The circulation of cash isn't all that is important here, we could live without it, and the world would probably be better of without it. As it started civilized trade without the need of always gaining objects from each switch we implemented money, at first rare minerals that we treasured since they shone or gleamed and looked different from other things we had previously seen, for a chunk of food we gladly exchanged a big wad of meat we were planning to eat, since we had enough, it was all good, we lived on. The trading somehow took itself up the next level, and people found themselves relying on these minerals to GET their food, instead of surviving by themselves and trading on a sidestepped basis, then on a resource demanifesting whim these minerals, as they were growing a bit too rare to bear, turned into regular paper, forged to be not easy to copy, unique in itself, and the rare minerals have been in time switched out for more common ones. Thus, now, our entire lives spin around based on these cheat sheets. Who grows the food? Who makes everything? The biggest part of the population, especially those involved in the IT sector, have no control over anything.
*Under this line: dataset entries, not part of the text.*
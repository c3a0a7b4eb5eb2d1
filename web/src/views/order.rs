use leptos::prelude::*;
use leptos::task::spawn_local;
use leptos_router::hooks::use_navigate;
use shared_types::{Attachment, OrderRequest, Selection, ATTACHMENT_LIMIT_BYTES};
use thaw::{Input, MessageBar, MessageBarIntent, Textarea};

use crate::{components::ErrorView, server::send_order, storage};

/// How the customer describes their list: typed items or an attached photo.
/// Exactly one mode is active at a time.
#[derive(Debug, Clone, Copy, PartialEq, Eq)]
pub enum OrderMode {
    Text,
    Image,
}

/// An image the customer picked, read client-side and held until submit.
#[derive(Debug, Clone, PartialEq)]
pub struct StagedImage {
    pub filename: String,
    pub content_b64: String,
    pub size_bytes: u64,
}

/// Content check before anything goes on the wire. Image mode passes with
/// either a staged file or an already-hosted URL; text mode needs items.
pub fn validate_content(
    mode: OrderMode,
    has_attachment: bool,
    has_image_url: bool,
    items: &str,
) -> Result<(), &'static str> {
    match mode {
        OrderMode::Image if !has_attachment && !has_image_url => {
            Err("Please attach an image of your list.")
        }
        OrderMode::Text if items.trim().is_empty() => Err("Please type your items."),
        _ => Ok(()),
    }
}

/// Whether a send failure looks like the payload was too large for the mailer.
pub fn is_size_failure(message: &str) -> bool {
    let lowered = message.to_ascii_lowercase();
    message.contains("413")
        || message.contains("422")
        || lowered.contains("content too large")
        || lowered.contains("unprocessable")
}

/// The one-shot fallback: resend without the image, but only on a size-class
/// failure, only when an attachment actually rode along, and only once.
pub fn should_retry_without_image(
    message: &str,
    has_attachment: bool,
    already_retried: bool,
) -> bool {
    !already_retried && has_attachment && is_size_failure(message)
}

/// Retry payload for the size-failure fallback: same order, image dropped.
pub fn strip_image(request: &OrderRequest) -> OrderRequest {
    OrderRequest {
        attachment: None,
        image_url: None,
        ..request.clone()
    }
}

#[component]
pub fn OrderPage() -> impl IntoView {
    let navigate = use_navigate();
    let selection = RwSignal::new(None::<Selection>);

    let mode = RwSignal::new(OrderMode::Text);
    let items = RwSignal::new(String::new());
    let user_address = RwSignal::new(String::new());
    let staged = RwSignal::new(None::<StagedImage>);
    let hosted_url = RwSignal::new(None::<String>);
    let status = RwSignal::new(None::<String>);
    let error = RwSignal::new(None::<String>);
    let confirmation = RwSignal::new(None::<String>);
    let is_sending = RwSignal::new(false);

    // The selection handoff is the only way in; anyone landing here without
    // one goes back to the locator.
    Effect::new(move |_| match storage::load_selection() {
        Some(found) => {
            user_address.set(found.user.address.clone().unwrap_or_default());
            selection.set(Some(found));
        }
        None => navigate("/", Default::default()),
    });

    // Switching to text mode discards any staged image, so the inactive
    // field never constrains the active one.
    let set_mode = move |next: OrderMode| {
        mode.set(next);
        if next == OrderMode::Text {
            staged.set(None);
        }
    };

    let on_file_change = move |ev: web_sys::Event| {
        #[cfg(feature = "hydrate")]
        stage_file(&ev, staged, error);
        #[cfg(not(feature = "hydrate"))]
        let _ = ev;
    };

    let on_submit = move |ev: web_sys::SubmitEvent| {
        ev.prevent_default();
        if is_sending.get_untracked() {
            return;
        }
        let Some(current) = selection.get_untracked() else {
            return;
        };

        error.set(None);
        confirmation.set(None);
        is_sending.set(true);
        status.set(Some("Sending…".to_string()));

        let current_mode = mode.get_untracked();
        let items_text = items.get_untracked();
        let address = user_address.get_untracked();

        spawn_local(async move {
            let outcome = submit_order(
                current,
                current_mode,
                items_text,
                address,
                staged,
                hosted_url,
                status,
            )
            .await;
            is_sending.set(false);
            status.set(None);
            match outcome {
                Ok(retried_without_image) => {
                    confirmation.set(Some(if retried_without_image {
                        "Order submitted without the image (it was too large). The shop will contact you soon."
                            .to_string()
                    } else {
                        "Order submitted successfully! The shop will contact you soon.".to_string()
                    }));
                    items.set(String::new());
                    staged.set(None);
                    hosted_url.set(None);
                    mode.set(OrderMode::Text);
                }
                Err(message) => error.set(Some(message)),
            }
        });
    };

    view! {
        <div class="order-page">
            {move || match selection.get() {
                Some(chosen) => view! {
                    <div class="order-shop-header">
                        <h1>"Order from " {chosen.shop.name.clone()}</h1>
                        <p class="order-shop-address">{chosen.shop.address.clone()}</p>
                    </div>
                }.into_any(),
                None => view! {
                    <p class="order-redirect">"No shop selected. Taking you back…"</p>
                }.into_any(),
            }}

            <form class="order-form" on:submit=on_submit>
                <div class="form-group">
                    <label for="user-address">"Your address"</label>
                    <Input id="user-address" placeholder="Street, number, city" value=user_address/>
                </div>

                <div class="form-group mode-toggle">
                    <label class="mode-option">
                        <input
                            type="radio"
                            name="input-mode"
                            prop:checked=move || mode.get() == OrderMode::Text
                            on:change=move |_| set_mode(OrderMode::Text)
                        />
                        "Type my items"
                    </label>
                    <label class="mode-option">
                        <input
                            type="radio"
                            name="input-mode"
                            prop:checked=move || mode.get() == OrderMode::Image
                            on:change=move |_| set_mode(OrderMode::Image)
                        />
                        "Attach a photo of my list"
                    </label>
                </div>

                <div
                    class="form-group"
                    style:display=move || visible_when(mode.get() == OrderMode::Text)
                >
                    <label for="items">"Items"</label>
                    <Textarea id="items" placeholder="1 kg rice, 2 cans of beans…" value=items/>
                </div>

                <div
                    class="form-group"
                    style:display=move || visible_when(mode.get() == OrderMode::Image)
                >
                    <label for="image">"Photo of your list"</label>
                    <input id="image" type="file" accept="image/*" on:change=on_file_change/>
                    {move || staged.get().map(|image| view! {
                        <p class="staged-image-note">
                            {format!("{} ({} KB)", image.filename, image.size_bytes / 1024)}
                        </p>
                    })}
                </div>

                {move || status.get().map(|text| view! { <p class="form-status">{text}</p> })}
                {move || error.get().map(|message| view! { <ErrorView message=message/> })}
                {move || confirmation.get().map(|message| view! {
                    <MessageBar intent=MessageBarIntent::Success>{message}</MessageBar>
                })}

                <button class="submit-button" type="submit" disabled=move || is_sending.get()>
                    {move || if is_sending.get() { "Sending…" } else { "Submit order" }}
                </button>
            </form>
        </div>
    }
}

fn visible_when(show: bool) -> &'static str {
    if show {
        ""
    } else {
        "none"
    }
}

/// One submission attempt, start to finish: decide attachment vs hosted URL,
/// validate, send, and apply the single image-stripping retry on a
/// size-class failure. Returns whether the retry path was taken.
async fn submit_order(
    selection: Selection,
    mode: OrderMode,
    items: String,
    user_address: String,
    staged: RwSignal<Option<StagedImage>>,
    hosted_url: RwSignal<Option<String>>,
    status: RwSignal<Option<String>>,
) -> Result<bool, String> {
    use crate::server::upload_order_image;

    let mut attachment = None;

    if let Some(image) = staged.get_untracked() {
        if image.size_bytes > ATTACHMENT_LIMIT_BYTES {
            // Too big to attach: host it externally and send the URL instead.
            // The staged file is dropped so a resubmit reuses the hosted URL.
            status.set(Some("Uploading image…".to_string()));
            let url = upload_order_image(image.filename, image.content_b64)
                .await
                .map_err(|err| format!("Image upload failed: {}", err))?;
            hosted_url.set(Some(url));
            staged.set(None);
        } else {
            hosted_url.set(None);
            attachment = Some(Attachment {
                filename: image.filename,
                content_b64: image.content_b64,
            });
        }
    }

    let image_url = hosted_url.get_untracked();
    validate_content(mode, attachment.is_some(), image_url.is_some(), &items)
        .map_err(str::to_string)?;

    let request = OrderRequest {
        shop_name: selection.shop.name,
        shop_email: selection.shop.email,
        shop_address: selection.shop.address,
        user_address,
        user_lat: selection.user.lat,
        user_lng: selection.user.lng,
        items: (!items.trim().is_empty()).then(|| items.clone()),
        image_url,
        attachment,
    };

    status.set(Some("Sending…".to_string()));
    match send_order(request.clone()).await {
        Ok(()) => Ok(false),
        Err(err) => {
            let message = err.to_string();
            leptos::logging::log!("Email send failed: {}", message);
            if should_retry_without_image(&message, request.attachment.is_some(), false) {
                status.set(Some("Your image was too large; sending without it…".to_string()));
                send_order(strip_image(&request))
                    .await
                    .map_err(|err| format!("Failed to send order: {}", err))?;
                Ok(true)
            } else {
                Err(format!("Failed to send order: {}", message))
            }
        }
    }
}

#[cfg(feature = "hydrate")]
fn stage_file(
    ev: &web_sys::Event,
    staged: RwSignal<Option<StagedImage>>,
    error: RwSignal<Option<String>>,
) {
    use wasm_bindgen::closure::Closure;
    use wasm_bindgen::JsCast;

    let Some(input) = ev
        .target()
        .and_then(|target| target.dyn_into::<web_sys::HtmlInputElement>().ok())
    else {
        return;
    };
    let Some(file) = input.files().and_then(|files| files.get(0)) else {
        staged.set(None);
        return;
    };

    let filename = file.name();
    let size_bytes = file.size() as u64;
    let reader = match web_sys::FileReader::new() {
        Ok(reader) => reader,
        Err(_) => {
            error.set(Some("Could not read the selected file.".to_string()));
            return;
        }
    };

    let reader_for_load = reader.clone();
    let on_load = Closure::<dyn FnMut(web_sys::ProgressEvent)>::new(move |_| {
        let Ok(result) = reader_for_load.result() else {
            return;
        };
        let Some(data_url) = result.as_string() else {
            return;
        };
        // data:<mime>;base64,<payload>
        let content_b64 = data_url
            .split_once(',')
            .map(|(_, payload)| payload.to_string())
            .unwrap_or(data_url);
        staged.set(Some(StagedImage {
            filename: filename.clone(),
            content_b64,
            size_bytes,
        }));
    });
    reader.set_onload(Some(on_load.as_ref().unchecked_ref()));
    on_load.forget();

    if reader.read_as_data_url(&file).is_err() {
        error.set(Some("Could not read the selected file.".to_string()));
    }
}

#[cfg(test)]
mod tests {
    use super::*;

    fn request_with_attachment() -> OrderRequest {
        OrderRequest {
            shop_name: "Community Free Shop".to_string(),
            shop_email: "orders@freeshop.example".to_string(),
            shop_address: "12 Harbour Street".to_string(),
            user_address: "34 Hill Road".to_string(),
            user_lat: 37.9838,
            user_lng: 23.7275,
            items: None,
            image_url: None,
            attachment: Some(Attachment {
                filename: "list.jpg".to_string(),
                content_b64: "aGVsbG8=".to_string(),
            }),
        }
    }

    #[test]
    fn text_mode_requires_items() {
        assert!(validate_content(OrderMode::Text, false, false, "").is_err());
        assert!(validate_content(OrderMode::Text, false, false, "   ").is_err());
        assert!(validate_content(OrderMode::Text, false, false, "rice").is_ok());
    }

    #[test]
    fn text_mode_ignores_missing_image() {
        // The inactive field carries no required constraint.
        assert!(validate_content(OrderMode::Text, false, false, "rice").is_ok());
    }

    #[test]
    fn image_mode_requires_some_image_but_not_items() {
        assert!(validate_content(OrderMode::Image, false, false, "").is_err());
        assert!(validate_content(OrderMode::Image, true, false, "").is_ok());
        assert!(validate_content(OrderMode::Image, false, true, "").is_ok());
    }

    #[test]
    fn size_failures_are_recognized() {
        assert!(is_size_failure("Email send failed (413 Payload Too Large): nope"));
        assert!(is_size_failure("Email send failed (422 Unprocessable Entity): nope"));
        assert!(is_size_failure("Content Too Large"));
        assert!(!is_size_failure("Email send failed (500 Internal Server Error): boom"));
        assert!(!is_size_failure("connection refused"));
    }

    #[test]
    fn retry_fires_once_and_only_with_an_attachment() {
        let message = "Email send failed (413 Payload Too Large): nope";
        assert!(should_retry_without_image(message, true, false));
        // no attachment rode along
        assert!(!should_retry_without_image(message, false, false));
        // already retried
        assert!(!should_retry_without_image(message, true, true));
        // not a size failure
        assert!(!should_retry_without_image("boom", true, false));
    }

    #[test]
    fn stripped_retry_payload_has_no_image_fields() {
        let request = request_with_attachment();
        let retry = strip_image(&request);
        assert!(retry.attachment.is_none());
        assert!(retry.image_url.is_none());
        assert_eq!(retry.shop_name, request.shop_name);
        assert_eq!(retry.user_address, request.user_address);
        assert_eq!(retry.items, request.items);
    }
}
If someday, somehow, suddenly, everything stops up, Internet is uninvented, all digital archives are erased and pressing the power buttons on you blackened boxes result in an impostrous bang and woof, there goes your hard-drive, nothing to do about it. If this same someday the cheat-sheets of thin paper all burn up in your pockets and we are left with the world as it is, surrounding us, what then? People would kill each other for more than money once again, the bigger part of this population would just die, unable to fulfill even the most basic of needs in their dependency to this new system we not more than a century or two ago implemented. Our own self-indulged balance is truly a fragile one, and all of us, are living on overtime. I can wait, and I do await, the decade when anarchy finally treads into play and humanity seeks it's way back to their roots, back to reality.